- [Task item]: Only a number is wanted: how many lines in the listing contain the word "RwLock"?
** Opening Data supplied block **
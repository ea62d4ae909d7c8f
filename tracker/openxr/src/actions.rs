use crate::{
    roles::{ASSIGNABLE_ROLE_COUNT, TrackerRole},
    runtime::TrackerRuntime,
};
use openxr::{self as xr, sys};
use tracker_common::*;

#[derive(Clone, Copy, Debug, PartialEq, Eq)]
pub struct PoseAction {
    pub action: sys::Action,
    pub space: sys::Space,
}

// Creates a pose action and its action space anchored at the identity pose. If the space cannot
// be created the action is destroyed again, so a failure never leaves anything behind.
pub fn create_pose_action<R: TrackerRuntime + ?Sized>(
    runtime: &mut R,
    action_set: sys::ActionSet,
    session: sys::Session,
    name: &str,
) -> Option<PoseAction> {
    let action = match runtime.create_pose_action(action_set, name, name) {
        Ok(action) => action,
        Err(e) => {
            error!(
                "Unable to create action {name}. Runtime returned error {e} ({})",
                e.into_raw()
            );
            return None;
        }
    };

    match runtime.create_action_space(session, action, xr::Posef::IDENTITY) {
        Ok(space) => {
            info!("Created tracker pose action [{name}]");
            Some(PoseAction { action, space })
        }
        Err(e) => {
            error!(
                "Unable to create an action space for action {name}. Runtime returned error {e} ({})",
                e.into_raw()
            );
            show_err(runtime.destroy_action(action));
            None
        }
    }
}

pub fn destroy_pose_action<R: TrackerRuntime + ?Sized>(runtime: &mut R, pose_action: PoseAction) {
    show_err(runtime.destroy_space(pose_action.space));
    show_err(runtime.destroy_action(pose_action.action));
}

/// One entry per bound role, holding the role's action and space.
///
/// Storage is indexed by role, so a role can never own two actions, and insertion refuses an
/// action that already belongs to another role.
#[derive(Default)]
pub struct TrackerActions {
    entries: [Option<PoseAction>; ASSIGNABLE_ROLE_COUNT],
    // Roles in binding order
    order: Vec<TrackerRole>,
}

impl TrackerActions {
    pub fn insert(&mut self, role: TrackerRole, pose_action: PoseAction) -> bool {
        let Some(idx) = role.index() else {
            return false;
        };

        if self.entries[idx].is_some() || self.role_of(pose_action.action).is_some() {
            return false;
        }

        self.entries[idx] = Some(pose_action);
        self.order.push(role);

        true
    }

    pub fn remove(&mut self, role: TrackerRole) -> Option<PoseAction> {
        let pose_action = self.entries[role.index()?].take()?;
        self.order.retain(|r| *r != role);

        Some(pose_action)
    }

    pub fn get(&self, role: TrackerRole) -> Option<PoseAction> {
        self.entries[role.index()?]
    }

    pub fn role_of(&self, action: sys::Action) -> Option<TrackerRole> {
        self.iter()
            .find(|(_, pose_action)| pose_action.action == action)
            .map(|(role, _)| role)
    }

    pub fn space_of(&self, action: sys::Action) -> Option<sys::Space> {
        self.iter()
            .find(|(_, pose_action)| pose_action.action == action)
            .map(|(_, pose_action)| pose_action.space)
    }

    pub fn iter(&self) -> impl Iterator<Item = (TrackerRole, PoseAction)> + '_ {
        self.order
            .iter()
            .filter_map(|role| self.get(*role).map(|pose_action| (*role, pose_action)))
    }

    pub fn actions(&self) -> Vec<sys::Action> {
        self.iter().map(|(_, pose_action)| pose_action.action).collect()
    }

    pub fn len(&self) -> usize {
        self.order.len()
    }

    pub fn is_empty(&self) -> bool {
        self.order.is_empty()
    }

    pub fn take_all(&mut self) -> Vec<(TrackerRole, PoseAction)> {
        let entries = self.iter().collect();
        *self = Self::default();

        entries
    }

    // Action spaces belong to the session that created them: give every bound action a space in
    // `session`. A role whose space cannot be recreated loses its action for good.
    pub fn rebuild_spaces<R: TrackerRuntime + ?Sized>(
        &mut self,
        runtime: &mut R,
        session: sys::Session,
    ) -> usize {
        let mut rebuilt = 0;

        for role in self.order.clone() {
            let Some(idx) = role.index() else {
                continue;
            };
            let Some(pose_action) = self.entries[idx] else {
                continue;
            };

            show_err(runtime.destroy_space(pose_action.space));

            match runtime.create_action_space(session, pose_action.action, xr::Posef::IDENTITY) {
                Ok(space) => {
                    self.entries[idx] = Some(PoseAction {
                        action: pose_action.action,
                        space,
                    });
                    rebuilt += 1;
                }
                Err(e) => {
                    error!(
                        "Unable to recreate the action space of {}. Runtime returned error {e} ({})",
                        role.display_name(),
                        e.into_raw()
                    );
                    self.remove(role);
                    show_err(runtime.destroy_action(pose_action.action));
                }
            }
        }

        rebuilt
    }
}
** Closing Data supplied block **
** Opening Data supplied block **
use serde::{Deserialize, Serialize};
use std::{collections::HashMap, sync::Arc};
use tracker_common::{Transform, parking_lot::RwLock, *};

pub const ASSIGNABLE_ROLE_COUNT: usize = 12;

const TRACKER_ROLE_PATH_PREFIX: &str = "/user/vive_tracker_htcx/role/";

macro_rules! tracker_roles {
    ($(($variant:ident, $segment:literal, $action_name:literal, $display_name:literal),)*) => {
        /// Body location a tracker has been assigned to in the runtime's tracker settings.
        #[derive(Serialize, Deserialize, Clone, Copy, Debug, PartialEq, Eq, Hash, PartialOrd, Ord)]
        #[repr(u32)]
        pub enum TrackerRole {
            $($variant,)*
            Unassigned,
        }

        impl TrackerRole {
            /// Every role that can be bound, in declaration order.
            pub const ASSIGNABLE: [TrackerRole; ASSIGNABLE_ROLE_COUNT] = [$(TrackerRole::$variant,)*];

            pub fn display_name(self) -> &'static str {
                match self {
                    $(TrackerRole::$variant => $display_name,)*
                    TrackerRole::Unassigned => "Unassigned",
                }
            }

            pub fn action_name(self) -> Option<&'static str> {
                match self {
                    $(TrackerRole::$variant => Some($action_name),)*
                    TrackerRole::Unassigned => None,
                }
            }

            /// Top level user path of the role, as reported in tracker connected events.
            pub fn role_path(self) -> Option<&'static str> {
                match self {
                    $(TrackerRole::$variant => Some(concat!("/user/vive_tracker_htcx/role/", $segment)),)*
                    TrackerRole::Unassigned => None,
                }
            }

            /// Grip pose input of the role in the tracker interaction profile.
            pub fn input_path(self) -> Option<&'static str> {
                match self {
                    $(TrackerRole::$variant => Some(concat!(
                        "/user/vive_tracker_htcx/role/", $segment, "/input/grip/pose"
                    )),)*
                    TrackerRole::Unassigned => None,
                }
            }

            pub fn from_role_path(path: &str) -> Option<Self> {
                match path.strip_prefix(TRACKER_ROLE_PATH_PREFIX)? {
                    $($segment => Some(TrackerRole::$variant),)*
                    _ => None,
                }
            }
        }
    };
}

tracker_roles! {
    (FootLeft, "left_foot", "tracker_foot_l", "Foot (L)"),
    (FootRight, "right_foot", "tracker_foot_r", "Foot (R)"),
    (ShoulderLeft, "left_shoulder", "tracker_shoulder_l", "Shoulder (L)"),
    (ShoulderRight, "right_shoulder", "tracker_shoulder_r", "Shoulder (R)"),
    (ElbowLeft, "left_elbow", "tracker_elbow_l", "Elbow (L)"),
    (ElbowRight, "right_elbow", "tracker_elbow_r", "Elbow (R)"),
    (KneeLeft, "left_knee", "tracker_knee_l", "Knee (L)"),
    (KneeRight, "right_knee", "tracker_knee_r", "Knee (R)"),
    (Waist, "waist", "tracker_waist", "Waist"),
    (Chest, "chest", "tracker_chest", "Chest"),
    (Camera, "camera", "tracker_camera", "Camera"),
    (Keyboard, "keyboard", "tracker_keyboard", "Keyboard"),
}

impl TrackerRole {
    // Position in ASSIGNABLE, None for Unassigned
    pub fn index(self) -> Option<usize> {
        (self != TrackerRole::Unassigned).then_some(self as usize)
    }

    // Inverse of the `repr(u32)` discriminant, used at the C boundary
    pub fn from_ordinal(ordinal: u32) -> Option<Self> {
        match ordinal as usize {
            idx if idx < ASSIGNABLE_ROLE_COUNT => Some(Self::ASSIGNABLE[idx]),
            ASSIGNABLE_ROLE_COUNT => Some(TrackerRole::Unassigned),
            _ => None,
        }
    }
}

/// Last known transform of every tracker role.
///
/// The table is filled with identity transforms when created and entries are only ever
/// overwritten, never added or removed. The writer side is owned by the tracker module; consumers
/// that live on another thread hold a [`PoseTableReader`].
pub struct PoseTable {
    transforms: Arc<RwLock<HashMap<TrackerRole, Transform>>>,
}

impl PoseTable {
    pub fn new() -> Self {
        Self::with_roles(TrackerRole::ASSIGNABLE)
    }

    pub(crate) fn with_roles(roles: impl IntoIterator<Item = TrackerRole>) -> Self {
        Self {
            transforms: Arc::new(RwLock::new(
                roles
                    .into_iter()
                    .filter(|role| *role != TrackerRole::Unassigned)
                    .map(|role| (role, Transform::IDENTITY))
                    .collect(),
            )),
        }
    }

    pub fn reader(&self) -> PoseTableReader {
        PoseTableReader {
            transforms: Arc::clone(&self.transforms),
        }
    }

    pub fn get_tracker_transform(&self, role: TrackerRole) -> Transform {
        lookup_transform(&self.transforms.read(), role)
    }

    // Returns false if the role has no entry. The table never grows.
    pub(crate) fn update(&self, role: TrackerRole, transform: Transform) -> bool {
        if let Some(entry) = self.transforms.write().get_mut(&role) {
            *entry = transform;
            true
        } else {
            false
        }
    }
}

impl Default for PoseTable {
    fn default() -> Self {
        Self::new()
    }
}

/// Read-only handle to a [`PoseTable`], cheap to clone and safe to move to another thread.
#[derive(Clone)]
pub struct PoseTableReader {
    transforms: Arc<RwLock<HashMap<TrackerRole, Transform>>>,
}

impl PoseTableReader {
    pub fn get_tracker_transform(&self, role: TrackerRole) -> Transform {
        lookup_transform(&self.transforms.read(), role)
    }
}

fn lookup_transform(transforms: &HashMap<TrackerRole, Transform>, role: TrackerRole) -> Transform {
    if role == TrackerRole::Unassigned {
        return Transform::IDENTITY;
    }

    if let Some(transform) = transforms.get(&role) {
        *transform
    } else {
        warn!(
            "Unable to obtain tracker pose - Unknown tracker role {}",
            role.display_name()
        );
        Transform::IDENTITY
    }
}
** Closing Data supplied block **
- [Result below]: 4